“Adapt and Overcome” isn’t just another nice-sounding motivational slogan for Dan McConchie – it’s a personal motto that has accompanied him from the depths of a near-death experience to the heights of the government mountain.
In November, the Pinnacle Forum Partner was elected to the Illinois State Senate, after winning a hard-fought primary and being appointed to the legislature last spring.
For Dan, faith, family and his friends in Pinnacle Forum’s Chicago Metro Area Chapter played key roles in his engaging and executing on his passion and calling.
“At my core, my passion is seeing the lost come to Christ,” Dan says. “My chosen field to serve is in the political world.”
In an era when politics and people are more polarized than ever before, he sees this mountain as a field ripe for the harvest.
“There’s a great opportunity to live out and be a witness to my faith in front of a unique crowd,” Dan explains. “My goals are to demonstrate excellence in governing — to acquire and demonstrate a true understanding of the issues and come up with solutions that advance truth while being loving in the process.”
“The biggest challenges,” he continues, “are the intense spiritual warfare, the hardened hearts of those in the system, and the willful blindness of many involved.”
How difficult is it to be a believer in the secular sphere of politics? “Not that hard when you keep yourself firmly on eternal goals and not temporal ones,” Dan says. “If you do that, the drama of the temporal struggle fades and becomes inconsequential.”
Running for office wasn’t part of Dan’s plan until last year, even though he had been interested and involved in government since college.
He had come to Christ at age 16, after being encouraged to learn about the Gospel by his high school math teacher. “I knew within about a year that I wanted to do ministry of some sort, but wasn’t sure what,” he recalls. “I went to Bible College where I was turned onto politics after an internship in D.C.”
Dan went on to work on policy issues for 20 years, including serving as a senior adviser to the Shelby Group applying private sector purchasing practices to government. And he also worked for non-profits across the country as, in his words, “an advocate for the most vulnerable among us at the beginning and end of life” and to help stamp out sex trafficking.
“I never seriously thought I’d run for office,” he continues, “but the door opened (and) I walked through it.”
Not literally, however. In 2007, a hit-and-run accident while riding a motorcycle left Dan with a spinal cord injury that left him needing a wheelchair to get around. That’s when the slogan to “Adapt and Overcome” from his nine years in the Army National Guard took on new meaning, giving him the determination and strength to not only carry on, but to do such things as take up adaptive skiing and other sports, travel extensively, join Pinnacle Forum, and, eventually, run for office.

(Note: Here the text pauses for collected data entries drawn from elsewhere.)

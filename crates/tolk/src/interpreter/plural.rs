//! CLDR plural form selection.
//!
//! Translations carry their plural forms as `:::`-separated segments, in
//! ascending CLDR category order for the language: English writes
//! `"one item:::{n} items"`, Russian writes four segments for
//! `one`, `few`, `many` and `other`, Japanese writes a single segment.
//!
//! The category for a count comes from ICU cardinal rules. Rules are cached
//! per thread per language to avoid re-creating `PluralRules` instances on
//! every call. The segment index is the category's position in the
//! language's form list.

use std::cell::RefCell;

use icu_locale_core::Locale;
use icu_plurals::{PluralCategory, PluralRuleType, PluralRules};

use crate::types::Value;

use PluralCategory::{Few, Many, One, Other, Two, Zero};

const ONE_OTHER: &[PluralCategory] = &[One, Other];
const OTHER: &[PluralCategory] = &[Other];
const ONE_FEW_MANY_OTHER: &[PluralCategory] = &[One, Few, Many, Other];
const ONE_FEW_OTHER: &[PluralCategory] = &[One, Few, Other];
const ONE_TWO_OTHER: &[PluralCategory] = &[One, Two, Other];
const ONE_TWO_FEW_OTHER: &[PluralCategory] = &[One, Two, Few, Other];
const ONE_TWO_FEW_MANY_OTHER: &[PluralCategory] = &[One, Two, Few, Many, Other];
const ZERO_ONE_OTHER: &[PluralCategory] = &[Zero, One, Other];
const ALL: &[PluralCategory] = &[Zero, One, Two, Few, Many, Other];

/// Language subtag to the plural forms translators provide, in segment order.
///
/// Categories ICU may report for very large numbers or fractions only
/// (French `many` for a million, Czech `many` for decimals) are left out,
/// so that integer counts always land on a segment translators write.
const FORM_TABLE: &[(&str, &[PluralCategory])] = &[
    ("af", ONE_OTHER),
    ("am", ONE_OTHER),
    ("ar", ALL),
    ("az", ONE_OTHER),
    ("be", ONE_FEW_MANY_OTHER),
    ("bg", ONE_OTHER),
    ("bn", ONE_OTHER),
    ("bs", ONE_FEW_OTHER),
    ("ca", ONE_OTHER),
    ("cs", ONE_FEW_OTHER),
    ("cy", ALL),
    ("da", ONE_OTHER),
    ("de", ONE_OTHER),
    ("el", ONE_OTHER),
    ("en", ONE_OTHER),
    ("es", ONE_OTHER),
    ("et", ONE_OTHER),
    ("eu", ONE_OTHER),
    ("fa", ONE_OTHER),
    ("fi", ONE_OTHER),
    ("fil", ONE_OTHER),
    ("fr", ONE_OTHER),
    ("ga", ONE_TWO_FEW_MANY_OTHER),
    ("gd", ONE_TWO_FEW_OTHER),
    ("gl", ONE_OTHER),
    ("gu", ONE_OTHER),
    ("he", ONE_TWO_OTHER),
    ("hi", ONE_OTHER),
    ("hr", ONE_FEW_OTHER),
    ("hu", ONE_OTHER),
    ("hy", ONE_OTHER),
    ("id", OTHER),
    ("is", ONE_OTHER),
    ("it", ONE_OTHER),
    ("ja", OTHER),
    ("ka", ONE_OTHER),
    ("kk", ONE_OTHER),
    ("km", OTHER),
    ("kn", ONE_OTHER),
    ("ko", OTHER),
    ("lo", OTHER),
    ("lt", ONE_FEW_OTHER),
    ("lv", ZERO_ONE_OTHER),
    ("mk", ONE_OTHER),
    ("ml", ONE_OTHER),
    ("mr", ONE_OTHER),
    ("ms", OTHER),
    ("mt", ONE_TWO_FEW_MANY_OTHER),
    ("my", OTHER),
    ("nb", ONE_OTHER),
    ("nl", ONE_OTHER),
    ("nn", ONE_OTHER),
    ("no", ONE_OTHER),
    ("pl", ONE_FEW_MANY_OTHER),
    ("pt", ONE_OTHER),
    ("ro", ONE_FEW_OTHER),
    ("ru", ONE_FEW_MANY_OTHER),
    ("sk", ONE_FEW_OTHER),
    ("sl", ONE_TWO_FEW_OTHER),
    ("sq", ONE_OTHER),
    ("sr", ONE_FEW_OTHER),
    ("sv", ONE_OTHER),
    ("sw", ONE_OTHER),
    ("ta", ONE_OTHER),
    ("te", ONE_OTHER),
    ("th", OTHER),
    ("tr", ONE_OTHER),
    ("uk", ONE_FEW_MANY_OTHER),
    ("ur", ONE_OTHER),
    ("uz", ONE_OTHER),
    ("vi", OTHER),
    ("yue", OTHER),
    ("zh", OTHER),
];

/// Language used for codes missing from [`FORM_TABLE`].
const DEFAULT_LANGUAGE: &str = "en";

thread_local! {
    /// Per-thread cache of `PluralRules` keyed by language code.
    static PLURAL_RULES_CACHE: RefCell<Vec<(&'static str, Option<PluralRules>)>> =
        const { RefCell::new(Vec::new()) };
}

/// A numeric plural count.
#[derive(Debug, Clone, Copy, PartialEq)]
pub enum PluralNumber {
    Integer(i64),
    Decimal(f64),
}

impl PluralNumber {
    /// Extract a count from a value, if it is numeric.
    pub fn from_value(value: &Value) -> Option<Self> {
        match value {
            Value::Number(n) => Some(PluralNumber::Integer(*n)),
            Value::Float(f) => Some(PluralNumber::Decimal(*f)),
            Value::Bool(_) | Value::String(_) => None,
        }
    }

    /// The count as an integer, if it has no fractional part.
    fn as_integer(self) -> Option<i64> {
        match self {
            PluralNumber::Integer(n) => Some(n),
            PluralNumber::Decimal(f) if f.is_finite() && f.fract() == 0.0 => {
                let n = f as i64;
                (n as f64 == f).then_some(n)
            }
            PluralNumber::Decimal(_) => None,
        }
    }
}

impl From<i64> for PluralNumber {
    fn from(n: i64) -> Self {
        PluralNumber::Integer(n)
    }
}

impl From<f64> for PluralNumber {
    fn from(f: f64) -> Self {
        PluralNumber::Decimal(f)
    }
}

/// Maps a locale and a count to the zero-based plural segment to use.
///
/// Implementations must be deterministic and total: every locale string,
/// known or not, yields an index.
///
/// Closures with the matching signature implement this trait, which is
/// handy for pinning an index in tests:
///
/// ```
/// use tolk::{PluralNumber, PluralRuleProvider};
///
/// let always_second = |_: &str, _: PluralNumber| 1_usize;
/// assert_eq!(always_second.plural_form_index("en", PluralNumber::Integer(1)), 1);
/// ```
pub trait PluralRuleProvider: Send + Sync {
    fn plural_form_index(&self, locale: &str, count: PluralNumber) -> usize;
}

impl<F> PluralRuleProvider for F
where
    F: Fn(&str, PluralNumber) -> usize + Send + Sync,
{
    fn plural_form_index(&self, locale: &str, count: PluralNumber) -> usize {
        self(locale, count)
    }
}

/// Plural rules from CLDR data.
///
/// Integer counts are categorized by ICU. Counts with a fractional part
/// always use the `other` form.
///
/// # Examples
///
/// ```
/// use tolk::{CldrPluralRules, PluralNumber, PluralRuleProvider};
///
/// let rules = CldrPluralRules;
///
/// // English: "one:::other"
/// assert_eq!(rules.plural_form_index("en", PluralNumber::Integer(1)), 0);
/// assert_eq!(rules.plural_form_index("en-GB", PluralNumber::Integer(2)), 1);
///
/// // Russian: "one:::few:::many:::other"
/// assert_eq!(rules.plural_form_index("ru", PluralNumber::Integer(1)), 0);
/// assert_eq!(rules.plural_form_index("ru", PluralNumber::Integer(3)), 1);
/// assert_eq!(rules.plural_form_index("ru", PluralNumber::Integer(5)), 2);
/// ```
#[derive(Debug, Clone, Copy, Default)]
pub struct CldrPluralRules;

impl CldrPluralRules {
    /// Plural forms a translation for `locale` is expected to provide, in
    /// segment order.
    pub fn forms(&self, locale: &str) -> &'static [PluralCategory] {
        lookup(&language_of(locale)).1
    }

    /// CLDR category for a count in `locale`.
    pub fn category(&self, locale: &str, count: PluralNumber) -> PluralCategory {
        let Some(n) = count.as_integer() else {
            return Other;
        };
        let (lang, _) = lookup(&language_of(locale));
        PLURAL_RULES_CACHE.with_borrow_mut(|cache| {
            if let Some((_, rules)) = cache.iter().find(|(code, _)| *code == lang) {
                return rules.as_ref().map_or(Other, |r| r.category_for(n));
            }
            let rules = build_rules(lang);
            let category = rules.as_ref().map_or(Other, |r| r.category_for(n));
            cache.push((lang, rules));
            category
        })
    }
}

impl PluralRuleProvider for CldrPluralRules {
    fn plural_form_index(&self, locale: &str, count: PluralNumber) -> usize {
        let forms = self.forms(locale);
        let category = self.category(locale, count);
        forms
            .iter()
            .position(|c| *c == category)
            .or_else(|| forms.iter().position(|c| *c == Other))
            .unwrap_or(0)
    }
}

/// Translate a `PluralCategory` enum to its CLDR keyword.
pub fn category_str(category: PluralCategory) -> &'static str {
    match category {
        Zero => "zero",
        One => "one",
        Two => "two",
        Few => "few",
        Many => "many",
        Other => "other",
    }
}

/// Lowercased language subtag of a locale such as `de-CH` or `pt_BR`.
fn language_of(locale: &str) -> String {
    locale
        .split(['-', '_'])
        .next()
        .unwrap_or(locale)
        .to_ascii_lowercase()
}

/// Find the table entry for a language, or the default language's entry.
fn lookup(lang: &str) -> (&'static str, &'static [PluralCategory]) {
    FORM_TABLE
        .iter()
        .find(|(code, _)| *code == lang)
        .copied()
        .unwrap_or((DEFAULT_LANGUAGE, ONE_OTHER))
}

/// Build cardinal `PluralRules` for a language code from the table.
fn build_rules(lang: &'static str) -> Option<PluralRules> {
    let locale: Locale = lang.parse().ok()?;
    PluralRules::try_new(locale.into(), PluralRuleType::Cardinal.into()).ok()
}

“A friend knew I was thinking of running for office,” Dan recalls. “She knew a Pinnacle Forum member who had a similar passion for change in government. She introduced us, and he introduced me to Pinnacle Forum.”
In Pinnacle Forum he quickly found an “encouraging network of other leaders who not just gave me moral support, but practical support that helped me win a heavily contested primary and general election. These friends came alongside me with advice, volunteer help and financial support.”
Dan’s pledge to “cut spending, lower taxes and fight corruption” resonated with voters in the November general election. With the victory, Dan will split his time between the state capital in Springfield and the house in the Chicago suburb of Hawthorn Woods that he, wife Milena and two teenaged daughters call home.
Not everyone is called to run for elective office, but Dan offers three bits of advice to those who are:
First, “Get a mentor. It’s not rocket science, but a good mentor can dramatically lessen the learning curve and make your race more productive.”
Second, “Get a small but powerful prayer group to pray for you regularly – one that can be trusted with the most confidential of requests and will storm heaven on your behalf.”
Third, “Remember to leave the results in the hands of God. I told a church group during my primary that I would rather lose my race and have one person come to Christ through it than to win and have someone miss an opportunity to hear and respond to the Gospel. If you have that attitude, you will be successful for Him, regardless of whether you win or lose the race.”
Dan also encourages Pinnacle Forum men and women to support peers who do run for office.
“If you don’t run for office yourself, then make yourself available to believers in your area who are willing to get into the fray in whatever way you can, big or small. Politics is a team sport. Anyone who runs needs several key people to step up and help – people with a myriad of talents and/or resources and will selflessly step up to assist. A campaign takes as much hard work and commitment as a start-up company, but the time frame to get the job done is generally much shorter. And even if you can only offer a small bit of help to a candidate, it is valuable.”
And, he advises Pinnacle Forum people around the country to make the most of Pinnacle Forum’s Four “E” Strategy of Encourage, Equip, Engage, Execute. “It helps you focus,” Dan says, “providing a system to ensure you’re doing everything you can to be productive for the Kingdom.”
That’s solid advice from a man who, true to his motto, adapted and overcame to answer God’s call to use his influence to impact the mountain of government and politics for Christ.